Neville Goddard (1905–1972) was a Barbadian-American lecturer whose teachings present scripture as psychological drama — a description of how consciousness operates. His central principle, the Law of Assumption, holds that whatever a person assumes to be true becomes their experienced reality. This framework is directly relevant to the Lingua Divina approach, which reads biblical text as a map of consciousness mechanics rather than theology.
Who Neville Goddard Was
Neville was born in Barbados in 1905 and moved to New York as a young man to study theatre. His intellectual and spiritual development was shaped significantly by his teacher Abdullah, an Ethiopian rabbi from whom he received an intensive grounding in Kabbalah and the psychological interpretation of scripture. Neville lectured and wrote prolifically from the late 1930s until his death in 1972, producing works including At Your Command (1939), Feeling Is the Secret (1944), and The Power of Awareness (1952). He taught without denomination or institution, drawing entirely from a personal reading of the Bible as a document about inner states.
The Law of Assumption
The Law of Assumption is the claim that consciousness — specifically the feeling of an assumption as already true — is the sole causative agent in the production of experience. Neville drew this directly from his reading of the I AM in scripture. The name given to Moses in Exodus 3:14, Ehyeh Asher Ehyeh, meaning I AM THAT I AM, is understood by Neville as the declaration that the self-aware I AM is identical to the creative principle of reality. Whatever the I AM identifies with — whatever assumption follows the words I am — becomes the structure of experience.

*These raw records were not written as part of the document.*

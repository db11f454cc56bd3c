//! Partial-output merge (§4.8f): URL files concatenated and deduped,
//! existence CSVs unioned by `input_url` with last-writer-wins, fetch-cache
//! NDJSON collapsed to one `PageRecord` per URL, internal-links NDJSON
//! concatenated with no dedup.

use std::collections::{HashMap, HashSet};
use std::path::{Path, PathBuf};

use crate::worker::{ExistenceRecord, LinkEdge, PageRecord};

pub struct MergedArtifacts {
    pub urls: Vec<String>,
    pub pages: Vec<PageRecord>,
    pub edges: Vec<LinkEdge>,
    pub existence: Vec<ExistenceRecord>,
}

/// Merge every `*.part{k}.*` artifact under `out_dir` into one view.
pub fn merge_partials(out_dir: &Path) -> std::io::Result<MergedArtifacts> {
    Ok(MergedArtifacts {
        urls: merge_urls(out_dir)?,
        pages: merge_pages(out_dir)?,
        edges: merge_edges(out_dir)?,
        existence: merge_existence(out_dir)?,
    })
}

fn list_parts(out_dir: &Path, prefix: &str, suffix: &str) -> Vec<PathBuf> {
    let mut out = Vec::new();
    if let Ok(entries) = std::fs::read_dir(out_dir) {
        for entry in entries.flatten() {
            let name = entry.file_name().to_string_lossy().into_owned();
            if name.starts_with(prefix) && name.ends_with(suffix) {
                out.push(entry.path());
            }
        }
    }
    out.sort();
    out
}

fn merge_urls(out_dir: &Path) -> std::io::Result<Vec<String>> {
    let mut seen = HashSet::new();
    let mut urls = Vec::new();
    for path in list_parts(out_dir, "urls-final.part", ".json") {
        let Ok(content) = std::fs::read_to_string(&path) else {
            continue;
        };
        for line in content.lines() {
            if line.trim().is_empty() {
                continue;
            }
            if let Ok(url) = serde_json::from_str::<String>(line) {
                if seen.insert(url.clone()) {
                    urls.push(url);
                }
            }
        }
    }

    let mut text = String::new();
    for url in &urls {
        text.push_str(url);
        text.push('\n');
    }
    crate::atomic::write_retry(&out_dir.join("urls-final.txt"), text.as_bytes())?;
    Ok(urls)
}

fn merge_pages(out_dir: &Path) -> std::io::Result<Vec<PageRecord>> {
    let mut by_url: HashMap<String, PageRecord> = HashMap::new();
    for path in list_parts(out_dir, "fetch-cache.part", ".json") {
        let Ok(content) = std::fs::read_to_string(&path) else {
            continue;
        };
        for line in content.lines() {
            if line.trim().is_empty() {
                continue;
            }
            if let Ok(record) = serde_json::from_str::<PageRecord>(line) {
                by_url.insert(record.url.clone(), record);
            }
        }
    }
    let mut pages: Vec<PageRecord> = by_url.into_values().collect();
    pages.sort_by(|a, b| a.url.cmp(&b.url));
    Ok(pages)
}

fn merge_edges(out_dir: &Path) -> std::io::Result<Vec<LinkEdge>> {
    let mut edges = Vec::new();
    for path in list_parts(out_dir, "internal-links.part", ".ndjson") {
        let Ok(content) = std::fs::read_to_string(&path) else {
            continue;
        };
        for line in content.lines() {
            if line.trim().is_empty() {
                continue;
            }
            if let Ok(edge) = serde_json::from_str::<LinkEdge>(line) {
                edges.push(edge);
            }
        }
    }
    Ok(edges)
}

fn merge_existence(out_dir: &Path) -> std::io::Result<Vec<ExistenceRecord>> {
    let mut by_url: HashMap<String, ExistenceRecord> = HashMap::new();
    for path in list_parts(out_dir, "url-existence.part", ".csv") {
        let Ok(content) = std::fs::read_to_string(&path) else {
            continue;
        };
        for line in content.lines().skip(1) {
            if line.trim().is_empty() {
                continue;
            }
            let fields: Vec<&str> = line.splitn(4, ',').collect();
            let [input_url, exists, http_status, final_url] = fields[..] else {
                continue;
            };
            by_url.insert(
                input_url.to_string(),
                ExistenceRecord {
                    input_url: input_url.to_string(),
                    exists: exists == "true",
                    http_status: http_status.parse().unwrap_or(0),
                    final_url: final_url.to_string(),
                },
            );
        }
    }
    let mut records: Vec<ExistenceRecord> = by_url.into_values().collect();
    records.sort_by(|a, b| a.input_url.cmp(&b.input_url));
    Ok(records)
}

#[cfg(test)]
mod tests {
    use super::*;

    #[test]
    fn urls_are_concatenated_and_deduped() {
        let dir = tempfile::tempdir().unwrap();
        std::fs::write(
            dir.path().join("urls-final.part0.json"),
            "\"https://a\"\n\"https://b\"\n",
        )
        .unwrap();
        std::fs::write(
            dir.path().join("urls-final.part1.json"),
            "\"https://b\"\n\"https://c\"\n",
        )
        .unwrap();
        let urls = merge_urls(dir.path()).unwrap();
        assert_eq!(urls, vec!["https://a", "https://b", "https://c"]);
    }

    #[test]
    fn existence_union_is_last_writer_wins() {
        let dir = tempfile::tempdir().unwrap();
        std::fs::write(
            dir.path().join("url-existence.part0.csv"),
            "input_url,exists,http_status,final_url\nhttps://a,false,500,https://a\n",
        )
        .unwrap();
        std::fs::write(
            dir.path().join("url-existence.part1.csv"),
            "input_url,exists,http_status,final_url\nhttps://a,true,200,https://a\n",
        )
        .unwrap();
        let records = merge_existence(dir.path()).unwrap();
        assert_eq!(records.len(), 1);
        assert!(records[0].exists);
        assert_eq!(records[0].http_status, 200);
    }

    #[test]
    fn pages_dedupe_by_url_keeping_one_record() {
        let dir = tempfile::tempdir().unwrap();
        let record = PageRecord {
            url: "https://a".to_string(),
            title: Some("A".to_string()),
            description: None,
            title_normalized: "a".to_string(),
            links: Vec::new(),
            last_fetched: 1,
        };
        let line = format!("{}\n", serde_json::to_string(&record).unwrap());
        std::fs::write(dir.path().join("fetch-cache.part0.json"), &line).unwrap();
        std::fs::write(dir.path().join("fetch-cache.part1.json"), &line).unwrap();
        let pages = merge_pages(dir.path()).unwrap();
        assert_eq!(pages.len(), 1);
    }
}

This is not metaphor in Neville's framework. It is presented as the actual mechanism by which outer circumstances are formed. The assumption does not need to correspond to current physical fact. It needs only to be held as real in imagination until it hardens, as he put it, into the conditions of life.
Feeling Is the Secret
Central to Neville's method is the claim that feeling — not desire, not wishing, not visualisation alone — is what determines manifestation. The feeling of the wish fulfilled is the operative element. This aligns with what scripture encodes in the Ask, Believe, Receive sequence: belief is not intellectual assent but felt conviction, the inner certainty that the thing desired is already present. Neville's techniques, including the state akin to sleep, revision, and the use of scenes that imply the wish fulfilled, are all methods for inducing and sustaining that felt state.
God as Human Imagination
Neville's most foundational claim, developed especially in his later lectures, is that God and human imagination are identical. This is not a claim that humans are god-like or divinely assisted. It is a stronger claim: that the imagination — the capacity to form and feel images inwardly — is the divine creative power itself operating within the individual. The biblical assertion that man is made in the image of Elohim is read by Neville as a statement about imaging capacity. To imagine is to participate directly in the act of creation.
This reading is consistent with the Lingua Divina analysis of Genesis 1:26, in which the making of man in the image and likeness of Elohim points to a structural relationship between the creative principle and the consciousness capable of self-identification.
Neville and Scripture
Neville read the entire Bible as psychological allegory. Characters are not historical figures but personifications of states of consciousness. Events are not facts of external history but descriptions of inner movements. Jacob and Esau, for example, represent the natural and spiritual man. Egypt represents the state of limitation. The promised land is not a geographic destination but the state of consciousness in which desire is already fulfilled. This method of reading, which Neville developed through his engagement with Abdullah and his own intensive study, is what the Lingua Divina framework extends and formalises through linguistic analysis of the original Hebrew and Greek.
His interpretation of The Law is specifically that it is a law of being — not a moral code but a description of how the inner always externalises. As within, so without is not poetic principle but operational fact in his system.
Key Works
Neville's written works are short and accessible. At Your Command introduces the basic principle that the I AM is the creative power and that all states follow from identification. Feeling Is the Secret details the role of felt states, particularly those induced at the threshold of sleep. The Power of Awareness is his most complete statement of the metaphysical basis of the law, presenting consciousness as the only reality and assumption as its creative instrument. His later lectures, widely available in transcript and audio, develop the scriptural allegory in greater detail and introduce the idea of God's plan unfolding through every individual life regardless of conscious manipulation.
His Place in the Lingua Divina Framework
Neville Goddard is referenced on Lingua Divina not as a theological authority but as a practitioner who arrived, through direct engagement with scripture, at conclusions consistent with what the original language of the text encodes. His reading of I AM, of the creative function of imagination, and of feeling as the mechanism of manifestation maps closely onto the analysis of Elohim, YHVH, and Ehyeh developed on this site. Where he offers practical instruction and the Lingua Divina framework offers linguistic verification, the two approaches are complementary.